Pakistan’s Thar residents living on the edge
In the southeastern desert, a reported ‘famine’ appears to be another name for structural poverty on an extreme scale.
Mithi, Pakistan – There are reports of a very strange drought-induced famine taking place in southeastern Pakistan’s Thar Desert, where there has technically been neither a “drought” nor “famine”, yet people continue to suffer from severe malnutrition, experts and residents told Al Jazeera.
Since March 7, when the story of the “famine” first broke in the national press, the area has been declared “calamity-hit” by the government, with a Rs1bn ($10m) relief package announced by Prime Minister Nawaz Sharif during a visit to Mithi, the Tharparkar district headquarters, one of a flurry of visits by political leaders.
|Pakistan drought relief ‘not enough’|
In the past week, Tharparkar has seen the delivery of 3,582.3 tonnes of wheat (worth approximately $2.5m), 201 tonnes of rice, and 1,483.7 tonnes of emergency food packs and other food aid, according to the National Disaster Management Authority (NDMA).
It has also seen 58 medical staff deployed on emergency duty to Mithi, located about 350km east of Karachi, and 5,318 people treated at emergency medical relief camps.

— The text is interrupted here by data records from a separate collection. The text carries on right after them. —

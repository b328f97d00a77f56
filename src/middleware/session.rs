use axum::extract::FromRequestParts;
use axum::http::request::Parts;
use axum_extra::extract::cookie::CookieJar;
use std::convert::Infallible;
use tracing::{debug, warn};

use crate::backend::{CookieStore, JarCookies};
use crate::error::GarnerError;
use crate::router::GarnerState;
use crate::types::Session;

/// Session read from the request cookies, refreshed when expired.
///
/// Handlers must return `cookies` with their response so refreshed or
/// cleared session cookies reach the browser.
pub struct SessionContext {
    pub session: Option<Session>,
    pub cookies: JarCookies,
}

impl SessionContext {
    pub fn user_id(&self) -> Result<&str, GarnerError> {
        self.session
            .as_ref()
            .map(|s| s.user.id.as_str())
            .ok_or(GarnerError::MissingSession)
    }

    /// Remove every session cookie from the response.
    pub fn clear(&mut self, state: &GarnerState) {
        let writes = state
            .backend
            .session_cookies()
            .clear(&self.cookies.read());
        self.cookies.write(writes);
        self.session = None;
    }
}

impl FromRequestParts<GarnerState> for SessionContext {
    type Rejection = Infallible;

    async fn from_request_parts(
        parts: &mut Parts,
        state: &GarnerState,
    ) -> Result<Self, Self::Rejection> {
        let mut ctx = SessionContext {
            session: None,
            cookies: JarCookies::new(CookieJar::from_headers(&parts.headers)),
        };
        let codec = state.backend.session_cookies();

        let session = match codec.decode(&ctx.cookies.read()) {
            Ok(session) => session,
            Err(e) => {
                warn!(error = %e, "discarding unreadable session cookie");
                ctx.clear(state);
                return Ok(ctx);
            }
        };

        ctx.session = match session {
            Some(expired) if expired.is_expired() => {
                match state.backend.refresh_session(&expired.refresh_token).await {
                    Ok(fresh) => match codec.encode(&fresh, &ctx.cookies.read()) {
                        Ok(writes) => {
                            ctx.cookies.write(writes);
                            debug!(user_id = %fresh.user.id, "expired session refreshed");
                            Some(fresh)
                        }
                        Err(e) => {
                            warn!(error = %e, "failed to encode refreshed session");
                            None
                        }
                    },
                    Err(e) => {
                        warn!(error = %e, "session refresh failed; signing out");
                        ctx.clear(state);
                        None
                    }
                }
            }
            other => other,
        };
        Ok(ctx)
    }
}
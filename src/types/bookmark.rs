use chrono::{DateTime, Utc};
use serde::{Deserialize, Serialize};
use url::Url;

/// A row of the remote `bookmarks` table.
#[derive(Debug, Clone, Serialize, Deserialize, PartialEq)]
pub struct Bookmark {
    pub id: String,
    pub title: String,
    pub url: String,
    pub created_at: DateTime<Utc>,
    #[serde(default)]
    pub user_id: Option<String>,
}

/// Insert payload; `id` and `created_at` are assigned by the backend.
#[derive(Debug, Clone, Serialize, PartialEq)]
pub struct NewBookmark {
    pub title: String,
    pub url: String,
    pub user_id: String,
}

/// The create form as the user typed it.
#[derive(Debug, Clone, Default, Serialize, Deserialize, PartialEq)]
pub struct BookmarkForm {
    #[serde(default)]
    pub title: String,
    #[serde(default)]
    pub url: String,
}

impl BookmarkForm {
    pub fn new(title: impl Into<String>, url: impl Into<String>) -> Self {
        Self {
            title: title.into(),
            url: url.into(),
        }
    }

    pub fn is_blank(&self) -> bool {
        self.title.trim().is_empty() || self.url.trim().is_empty()
    }

    /// Only absolute `http`/`https` links are stored; anything else would end
    /// up as a clickable `href`.
    pub fn has_web_url(&self) -> bool {
        Url::parse(self.url.trim())
            .is_ok_and(|u| matches!(u.scheme(), "http" | "https") && u.has_host())
    }

    /// Trimmed insert payload for `user_id`.
    pub fn to_new_bookmark(&self, user_id: &str) -> NewBookmark {
        NewBookmark {
            title: self.title.trim().to_string(),
            url: self.url.trim().to_string(),
            user_id: user_id.to_string(),
        }
    }
}
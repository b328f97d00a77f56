pub mod callback;
pub mod dashboard;
pub mod login;
pub mod pages;

use axum_extra::extract::cookie::{Cookie, SameSite};
use time::Duration;

/// Private cookie carrying a one-shot message for the landing page.
pub const FLASH_COOKIE: &str = "garner_flash";
pub const FLASH_SIGN_IN_FAILED: &str = "Sign-in failed. Please try again.";

fn flash_cookie(message: &str) -> Cookie<'static> {
    Cookie::build(Cookie::new(FLASH_COOKIE, message.to_string()))
        .path("/")
        .http_only(true)
        .same_site(SameSite::Lax)
        .max_age(Duration::minutes(5))
        .build()
}

fn clear_flash_cookie() -> Cookie<'static> {
    Cookie::build(Cookie::new(FLASH_COOKIE, ""))
        .path("/")
        .http_only(true)
        .same_site(SameSite::Lax)
        .build()
}
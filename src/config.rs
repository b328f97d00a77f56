use axum_extra::extract::cookie::Key;
use figment::{Figment, providers::Env};
use serde::{Deserialize, Serialize};
use std::time::Duration;
use tracing::warn;
use url::Url;

use crate::error::GarnerError;

/// Broadcast topic shared by every open dashboard.
pub const SYNC_TOPIC: &str = "dashboard-sync";
/// Event name on [`SYNC_TOPIC`] that asks dashboards to reload.
pub const SYNC_EVENT: &str = "sync";
/// Remote table holding bookmark rows.
pub const BOOKMARKS_TABLE: &str = "bookmarks";

const ENV_PREFIX: &str = "GARNER_";
const MIN_COOKIE_SECRET_LEN: usize = 64;

/// Process-wide settings, built once in `main` and handed to whoever needs them.
#[derive(Debug, Clone, Serialize, Deserialize)]
pub struct Config {
    /// Base URL of the backend platform (auth, rest and realtime live below it).
    pub backend_url: Url,
    /// Public API key sent as `apikey` on every backend call.
    pub anon_key: String,
    /// Public origin override used to build the OAuth redirect target.
    #[serde(default)]
    pub app_url: Option<Url>,
    #[serde(default = "default_listen_addr")]
    pub listen_addr: String,
    #[serde(default = "default_loglevel")]
    pub loglevel: String,
    #[serde(default = "default_oauth_provider")]
    pub oauth_provider: String,
    /// Master secret for the private flash cookie; random per process when absent.
    #[serde(default)]
    pub cookie_secret: Option<String>,
    #[serde(default)]
    pub insecure_cookie: bool,
    /// Also forward published broadcasts to the backend realtime endpoint.
    /// Publish-only: signals from the backend channel are not received.
    #[serde(default)]
    pub relay_broadcasts: bool,
    #[serde(default = "default_connect_timeout_secs")]
    pub connect_timeout_secs: u64,
}

fn default_listen_addr() -> String {
    "0.0.0.0:3000".to_string()
}

fn default_loglevel() -> String {
    "info".to_string()
}

fn default_oauth_provider() -> String {
    "google".to_string()
}

fn default_connect_timeout_secs() -> u64 {
    5
}

impl Config {
    /// Config with every optional key at its default.
    pub fn new(backend_url: Url, anon_key: impl Into<String>) -> Self {
        Self {
            backend_url,
            anon_key: anon_key.into(),
            app_url: None,
            listen_addr: default_listen_addr(),
            loglevel: default_loglevel(),
            oauth_provider: default_oauth_provider(),
            cookie_secret: None,
            insecure_cookie: false,
            relay_broadcasts: false,
            connect_timeout_secs: default_connect_timeout_secs(),
        }
    }

    /// Load from `GARNER_*` environment variables.
    pub fn load() -> Result<Self, GarnerError> {
        Self::from_figment(Figment::new().merge(Env::prefixed(ENV_PREFIX)))
    }

    pub fn from_figment(figment: Figment) -> Result<Self, GarnerError> {
        let cfg: Config = figment
            .extract()
            .map_err(|e| GarnerError::Config(e.to_string()))?;
        cfg.validate()?;
        Ok(cfg)
    }

    fn validate(&self) -> Result<(), GarnerError> {
        if self.anon_key.trim().is_empty() {
            return Err(GarnerError::Config("anon_key must not be empty".to_string()));
        }
        if self.backend_url.host_str().is_none() {
            return Err(GarnerError::Config(format!(
                "backend_url has no host: {}",
                self.backend_url
            )));
        }
        Ok(())
    }

    /// First DNS label of the backend host, e.g. `abcd` for `abcd.supabase.co`.
    pub fn project_ref(&self) -> &str {
        self.backend_url
            .host_str()
            .and_then(|host| host.split('.').next())
            .unwrap_or("local")
    }

    /// Cookie name the session is stored under.
    pub fn storage_key(&self) -> String {
        format!("sb-{}-auth-token", self.project_ref())
    }

    pub fn connect_timeout(&self) -> Duration {
        Duration::from_secs(self.connect_timeout_secs)
    }

    /// Signing/encryption key for private cookies.
    pub fn cookie_key(&self) -> Key {
        let Some(secret) = self.cookie_secret.as_deref() else {
            return Key::generate();
        };
        match Key::try_from(secret.as_bytes()) {
            Ok(key) => key,
            Err(_) => {
                warn!(
                    min_len = MIN_COOKIE_SECRET_LEN,
                    "cookie_secret too short; using a random key for this process"
                );
                Key::generate()
            }
        }
    }
}

#[cfg(test)]
mod tests {
    use super::*;
    use figment::providers::Serialized;

    fn base() -> Config {
        Config::new(
            Url::parse("https://abcd.supabase.co").unwrap(),
            "anon-key",
        )
    }

    #[test]
    fn storage_key_uses_first_host_label() {
        assert_eq!(base().storage_key(), "sb-abcd-auth-token");

        let local = Config::new(Url::parse("http://localhost:54321").unwrap(), "k");
        assert_eq!(local.storage_key(), "sb-localhost-auth-token");
    }

    #[test]
    fn optional_keys_fall_back_to_defaults() {
        let figment = Figment::new()
            .merge(Serialized::default("backend_url", "https://abcd.supabase.co"))
            .merge(Serialized::default("anon_key", "anon"));
        let cfg = Config::from_figment(figment).unwrap();
        assert_eq!(cfg.listen_addr, "0.0.0.0:3000");
        assert_eq!(cfg.oauth_provider, "google");
        assert!(cfg.app_url.is_none());
        assert!(!cfg.relay_broadcasts);
    }

    #[test]
    fn long_cookie_secret_gives_a_stable_key() {
        let mut cfg = base();
        cfg.cookie_secret = Some("s".repeat(MIN_COOKIE_SECRET_LEN));
        assert_eq!(cfg.cookie_key().master(), cfg.cookie_key().master());

        cfg.cookie_secret = Some("too-short".to_string());
        assert_ne!(cfg.cookie_key().master(), cfg.cookie_key().master());
    }

    #[test]
    fn empty_anon_key_is_rejected() {
        let figment = Figment::new()
            .merge(Serialized::default("backend_url", "https://abcd.supabase.co"))
            .merge(Serialized::default("anon_key", "  "));
        assert!(matches!(
            Config::from_figment(figment),
            Err(GarnerError::Config(_))
        ));
    }
}
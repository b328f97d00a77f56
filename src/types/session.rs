use chrono::Utc;
use serde::{Deserialize, Serialize};
use serde_json::Value;
use std::collections::HashMap;

/// Identity attached to a session. Only `id` and `email` are read here.
#[derive(Debug, Clone, Serialize, Deserialize, PartialEq)]
pub struct User {
    pub id: String,
    #[serde(default)]
    pub email: Option<String>,
    #[serde(flatten)]
    pub extra: HashMap<String, Value>,
}

/// Token pair issued by the auth service, persisted in cookies.
#[derive(Debug, Clone, Serialize, Deserialize, PartialEq)]
pub struct Session {
    pub access_token: String,
    pub refresh_token: String,
    #[serde(default = "default_token_type")]
    pub token_type: String,
    #[serde(default)]
    pub expires_in: i64,
    /// Unix seconds.
    #[serde(default)]
    pub expires_at: Option<i64>,
    pub user: User,
}

/// Sessions this close to expiry are refreshed before use.
const EXPIRY_MARGIN_SECS: i64 = 60;

fn default_token_type() -> String {
    "bearer".to_string()
}

impl Session {
    /// Fill `expires_at` from `expires_in` when the backend left it out.
    pub fn with_expiry(mut self) -> Self {
        if self.expires_at.is_none() && self.expires_in > 0 {
            self.expires_at = Some(Utc::now().timestamp() + self.expires_in);
        }
        self
    }

    /// Expired, or expiring within [`EXPIRY_MARGIN_SECS`].
    pub fn is_expired(&self) -> bool {
        self.expires_at
            .is_some_and(|at| at - EXPIRY_MARGIN_SECS <= Utc::now().timestamp())
    }
}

The government has also promised investments of Rs30m ($302,000) in the town’s health facilities, and compensation of Rs200,000 ($2,000) to the families of each of the 70 infants who have died in Tharparkar district since December.
And yet, there is no “drought” here in Tharparkar.
While this has been a moderately drier year than average, by about 30 percent, the Pakistan Meteorological Department says that this does not fit the criteria of a “drought”, instead declaring it a “socioeconomic disaster”. There has been no rainfall in the district since November – but, this being the dry season, no significant rainfall was expected either.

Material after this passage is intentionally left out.